Problem statement ::
Repeat the entries exactly. Leave nothing out.

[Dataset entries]

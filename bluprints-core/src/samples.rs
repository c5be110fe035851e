use std::collections::BTreeMap;

use rand::{seq::SliceRandom, Rng};
use serde::{Deserialize, Serialize};

use crate::entities::Category;

/// One or more templates of a category.
#[derive(Debug, Clone, PartialEq, Eq, Serialize, Deserialize)]
#[serde(untagged)]
pub enum Templates {
    Single(String),
    Multiple(Vec<String>),
}

impl Templates {
    fn choose<R: Rng + ?Sized>(&self, rng: &mut R) -> Option<&str> {
        match self {
            Self::Single(template) => Some(template.as_str()),
            Self::Multiple(templates) => templates.choose(rng).map(String::as_str),
        }
    }

    fn iter(&self) -> impl Iterator<Item = &String> {
        match self {
            Self::Single(template) => std::slice::from_ref(template).iter(),
            Self::Multiple(templates) => templates.iter(),
        }
    }
}

/// Sentence templates keyed by category.
///
/// Each template contains the placeholder of its category,
/// e.g. `{Action}`, which is substituted by the rendered tags.
#[derive(Debug, Clone, Default, PartialEq, Eq, Serialize, Deserialize)]
pub struct Samples {
    #[serde(rename = "Table", default)]
    pub table: Option<BTreeMap<String, String>>,
    #[serde(rename = "Taglist", default)]
    pub taglist: Option<String>,
    #[serde(flatten)]
    templates: BTreeMap<Category, Option<Templates>>,
}

impl Samples {
    pub fn set_templates(&mut self, category: Category, templates: Templates) {
        self.templates.insert(category, Some(templates));
    }

    /// Substitutes `text` into a randomly chosen template of `category`.
    ///
    /// Returns `None` if the category has no template.
    pub fn render<R: Rng + ?Sized>(
        &self,
        category: Category,
        text: &str,
        rng: &mut R,
    ) -> Option<String> {
        let template = self.templates.get(&category)?.as_ref()?.choose(rng)?;
        Some(template.replace(&category.placeholder(), text))
    }

    /// Templates that lack the placeholder of their category.
    pub fn without_placeholder(&self) -> Vec<(Category, &str)> {
        self.templates
            .iter()
            .filter_map(|(c, t)| t.as_ref().map(|t| (*c, t)))
            .flat_map(|(c, t)| t.iter().map(move |t| (c, t.as_str())))
            .filter(|(c, t)| !t.contains(&c.placeholder()))
            .collect()
    }
}

#[cfg(test)]
mod tests {
    use super::*;
    use rand::{rngs::StdRng, SeedableRng};

    const SAMPLES: &str = r#"{
        "Action": ["It shows {Action}."],
        "Comment": "Note: {Comment}",
        "Date": ["Recorded {Date}.", "Shot on {Date}."],
        "Plot": null,
        "Table": null,
        "Taglist": null
    }"#;

    fn samples() -> Samples {
        serde_json::from_str(SAMPLES).unwrap()
    }

    #[test]
    fn deserialize_mixed_template_shapes() {
        let samples = samples();
        assert!(samples.table.is_none());
        assert!(samples.taglist.is_none());
        assert_eq!(
            samples.templates.get(&Category::Comment),
            Some(&Some(Templates::Single("Note: {Comment}".into())))
        );
    }

    #[test]
    fn render_single_template() {
        let mut rng = StdRng::seed_from_u64(1);
        let samples = samples();
        assert_eq!(
            samples.render(Category::Comment, "great scene", &mut rng).as_deref(),
            Some("Note: great scene")
        );
        assert_eq!(
            samples.render(Category::Action, "running", &mut rng).as_deref(),
            Some("It shows running.")
        );
    }

    #[test]
    fn render_one_of_many_templates() {
        let mut rng = StdRng::seed_from_u64(7);
        let samples = samples();
        for _ in 0..10 {
            let text = samples.render(Category::Date, "2020/01/01", &mut rng).unwrap();
            assert!(text == "Recorded 2020/01/01." || text == "Shot on 2020/01/01.");
        }
    }

    #[test]
    fn missing_template() {
        let mut rng = StdRng::seed_from_u64(1);
        let samples = samples();
        assert!(samples.render(Category::Plot, "x", &mut rng).is_none());
        assert!(samples.render(Category::Body, "x", &mut rng).is_none());
    }

    #[test]
    fn detect_templates_without_placeholder() {
        let mut samples = samples();
        assert!(samples.without_placeholder().is_empty());
        samples.set_templates(
            Category::Body,
            Templates::Multiple(vec!["{Body} fits".into(), "{Action} fits".into()]),
        );
        assert_eq!(
            samples.without_placeholder(),
            vec![(Category::Body, "{Action} fits")]
        );
    }
}
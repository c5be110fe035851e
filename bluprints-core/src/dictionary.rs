use std::collections::BTreeMap;

use serde::{Deserialize, Serialize};

use crate::entities::Category;

/// Phrases for tags, grouped by category.
///
/// Keys are stored in lower case. Both levels are ordered
/// so that serializing the same dictionary twice yields
/// identical output.
#[derive(Debug, Clone, Default, PartialEq, Eq, Serialize, Deserialize)]
#[serde(transparent)]
pub struct Dictionary(BTreeMap<Category, BTreeMap<String, String>>);

impl Dictionary {
    /// Case insensitive lookup.
    pub fn get(&self, category: Category, tag: &str) -> Option<&str> {
        self.0
            .get(&category)
            .and_then(|phrases| phrases.get(&tag.to_lowercase()))
            .map(String::as_str)
    }

    pub fn contains(&self, category: Category, tag: &str) -> bool {
        self.get(category, tag).is_some()
    }

    /// Inserts or overwrites a phrase and returns the previous one.
    pub fn insert(&mut self, category: Category, tag: &str, phrase: String) -> Option<String> {
        self.0
            .entry(category)
            .or_default()
            .insert(tag.to_lowercase(), phrase)
    }

    /// All tags and phrases of a category, ordered by tag.
    pub fn phrases(&self, category: Category) -> impl Iterator<Item = (&str, &str)> {
        self.0
            .get(&category)
            .into_iter()
            .flat_map(|phrases| phrases.iter())
            .map(|(t, p)| (t.as_str(), p.as_str()))
    }

    /// Finds the first category other than `except` that knows `tag`.
    ///
    /// Categories are scanned in enumeration order.
    pub fn home_of(&self, tag: &str, except: Category) -> Option<Category> {
        Category::with_dictionary()
            .filter(|c| *c != except)
            .find(|c| self.contains(*c, tag))
    }

    pub fn len(&self) -> usize {
        self.0.values().map(BTreeMap::len).sum()
    }

    pub fn is_empty(&self) -> bool {
        self.len() == 0
    }
}
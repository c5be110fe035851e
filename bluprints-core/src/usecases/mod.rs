mod build_description;
mod error;
mod render_sentence;
mod update_dictionary;
mod validate_tags;

#[cfg(test)]
pub mod tests;

pub type Result<T> = std::result::Result<T, Error>;

pub use self::{
    build_description::*, error::Error, render_sentence::*, update_dictionary::*,
    validate_tags::*,
};

mod prelude {
    pub use super::error::Error;
    pub type Result<T> = std::result::Result<T, Error>;
    pub use crate::{
        dictionary::Dictionary,
        entities::*,
        repositories::{DictionaryRepo, TagDocumentRepo},
        samples::Samples,
    };
}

Response ::
filename bluprints-core/src/samples.rs
repository c5be110fe035851e
use std::collections::BTreeMap;

use rand::{seq::SliceRandom, Rng};
use serde::{Deserialize, Serialize};

use crate::entities::Category;

/// One or more templates of a category.
#[derive(Debug, Clone, PartialEq, Eq, Serialize, Deserialize)]
#[serde(untagged)]
pub enum Templates {
    Single(String),
    Multiple(Vec<String>),
}

impl Templates {
    fn choose<R: Rng + ?Sized>(&self, rng: &mut R) -> Option<&str> {
        match self {
            Self::Single(template) => Some(template.as_str()),
            Self::Multiple(templates) => templates.choose(rng).map(String::as_str),
        }
    }

    fn iter(&self) -> impl Iterator<Item = &String> {
        match self {
            Self::Single(template) => std::slice::from_ref(template).iter(),
            Self::Multiple(templates) => templates.iter(),
        }
    }
}

/// Sentence templates keyed by category.
///
/// Each template contains the placeholder of its category,
/// e.g. `{Action}`, which is substituted by the rendered tags.
#[derive(Debug, Clone, Default, PartialEq, Eq, Serialize, Deserialize)]
pub struct Samples {
    #[serde(rename = "Table", default)]
    pub table: Option<BTreeMap<String, String>>,
    #[serde(rename = "Taglist", default)]
    pub taglist: Option<String>,
    #[serde(flatten)]
    templates: BTreeMap<Category, Option<Templates>>,
}

impl Samples {
    pub fn set_templates(&mut self, category: Category, templates: Templates) {
        self.templates.insert(category, Some(templates));
    }

    /// Substitutes `text` into a randomly chosen template of `category`.
    ///
    /// Returns `None` if the category has no template.
    pub fn render<R: Rng + ?Sized>(
        &self,
        category: Category,
        text: &str,
        rng: &mut R,
    ) -> Option<String> {
        let template = self.templates.get(&category)?.as_ref()?.choose(rng)?;
        Some(template.replace(&category.placeholder(), text))
    }

    /// Templates that lack the placeholder of their category.
    pub fn without_placeholder(&self) -> Vec<(Category, &str)> {
        self.templates
            .iter()
            .filter_map(|(c, t)| t.as_ref().map(|t| (*c, t)))
            .flat_map(|(c, t)| t.iter().map(move |t| (c, t.as_str())))
            .filter(|(c, t)| !t.contains(&c.placeholder()))
            .collect()
    }
}

#[cfg(test)]
mod tests {
    use super::*;
    use rand::{rngs::StdRng, SeedableRng};

    const SAMPLES: &str = r#"{
        "Action": ["It shows {Action}."],
        "Comment": "Note: {Comment}",
        "Date": ["Recorded {Date}.", "Shot on {Date}."],
        "Plot": null,
        "Table": null,
        "Taglist": null
    }"#;

    fn samples() -> Samples {
        serde_json::from_str(SAMPLES).unwrap()
    }

    #[test]
    fn deserialize_mixed_template_shapes() {
        let samples = samples();
        assert!(samples.table.is_none());
        assert!(samples.taglist.is_none());
        assert_eq!(
            samples.templates.get(&Category::Comment),
            Some(&Some(Templates::Single("Note: {Comment}".into())))
        );
    }

    #[test]
    fn render_single_template() {
        let mut rng = StdRng::seed_from_u64(1);
        let samples = samples();
        assert_eq!(
            samples.render(Category::Comment, "great scene", &mut rng).as_deref(),
            Some("Note: great scene")
        );
        assert_eq!(
            samples.render(Category::Action, "running", &mut rng).as_deref(),
            Some("It shows running.")
        );
    }

    #[test]
    fn render_one_of_many_templates() {
        let mut rng = StdRng::seed_from_u64(7);
        let samples = samples();
        for _ in 0..10 {
            let text = samples.render(Category::Date, "2020/01/01", &mut rng).unwrap();
            assert!(text == "Recorded 2020/01/01." || text == "Shot on 2020/01/01.");
        }
    }

    #[test]
    fn missing_template() {
        let mut rng = StdRng::seed_from_u64(1);
        let samples = samples();
        assert!(samples.render(Category::Plot, "x", &mut rng).is_none());
        assert!(samples.render(Category::Body, "x", &mut rng).is_none());
    }

    #[test]
    fn detect_templates_without_placeholder() {
        let mut samples = samples();
        assert!(samples.without_placeholder().is_empty());
        samples.set_templates(
            Category::Body,
            Templates::Multiple(vec!["{Body} fits".into(), "{Action} fits".into()]),
        );
        assert_eq!(
            samples.without_placeholder(),
            vec![(Category::Body, "{Action} fits")]
        );
    }
}
repository c5be110fe035851e
filename bluprints-core/src/dictionary.rs
use std::collections::BTreeMap;

use serde::{Deserialize, Serialize};

use crate::entities::Category;

/// Phrases for tags, grouped by category.
///
/// Keys are stored in lower case. Both levels are ordered
/// so that serializing the same dictionary twice yields
/// identical output.
#[derive(Debug, Clone, Default, PartialEq, Eq, Serialize, Deserialize)]
#[serde(transparent)]
pub struct Dictionary(BTreeMap<Category, BTreeMap<String, String>>);

impl Dictionary {
    /// Case insensitive lookup.
    pub fn get(&self, category: Category, tag: &str) -> Option<&str> {
        self.0
            .get(&category)
            .and_then(|phrases| phrases.get(&tag.to_lowercase()))
            .map(String::as_str)
    }

    pub fn contains(&self, category: Category, tag: &str) -> bool {
        self.get(category, tag).is_some()
    }

    /// Inserts or overwrites a phrase and returns the previous one.
    pub fn insert(&mut self, category: Category, tag: &str, phrase: String) -> Option<String> {
        self.0
            .entry(category)
            .or_default()
            .insert(tag.to_lowercase(), phrase)
    }

    /// All tags and phrases of a category, ordered by tag.
    pub fn phrases(&self, category: Category) -> impl Iterator<Item = (&str, &str)> {
        self.0
            .get(&category)
            .into_iter()
            .flat_map(|phrases| phrases.iter())
            .map(|(t, p)| (t.as_str(), p.as_str()))
    }

    /// Finds the first category other than `except` that knows `tag`.
    ///
    /// Categories are scanned in enumeration order.
    pub fn home_of(&self, tag: &str, except: Category) -> Option<Category> {
        Category::with_dictionary()
            .filter(|c| *c != except)
            .find(|c| self.contains(*c, tag))
    }

    pub fn len(&self) -> usize {
        self.0.values().map(BTreeMap::len).sum()
    }

    pub fn is_empty(&self) -> bool {
        self.len() == 0
    }
}
repository c5be110fe035851e
filename bluprints-core/src/usecases/mod.rs
mod build_description;
mod error;
mod render_sentence;
mod update_dictionary;
mod validate_tags;

#[cfg(test)]
pub mod tests;

pub type Result<T> = std::result::Result<T, Error>;

pub use self::{
    build_description::*, error::Error, render_sentence::*, update_dictionary::*,
    validate_tags::*,
};

mod prelude {
    pub use super::error::Error;
    pub type Result<T> = std::result::Result<T, Error>;
    pub use crate::{
        dictionary::Dictionary,
        entities::*,
        repositories::{DictionaryRepo, TagDocumentRepo},
        samples::Samples,
    };
}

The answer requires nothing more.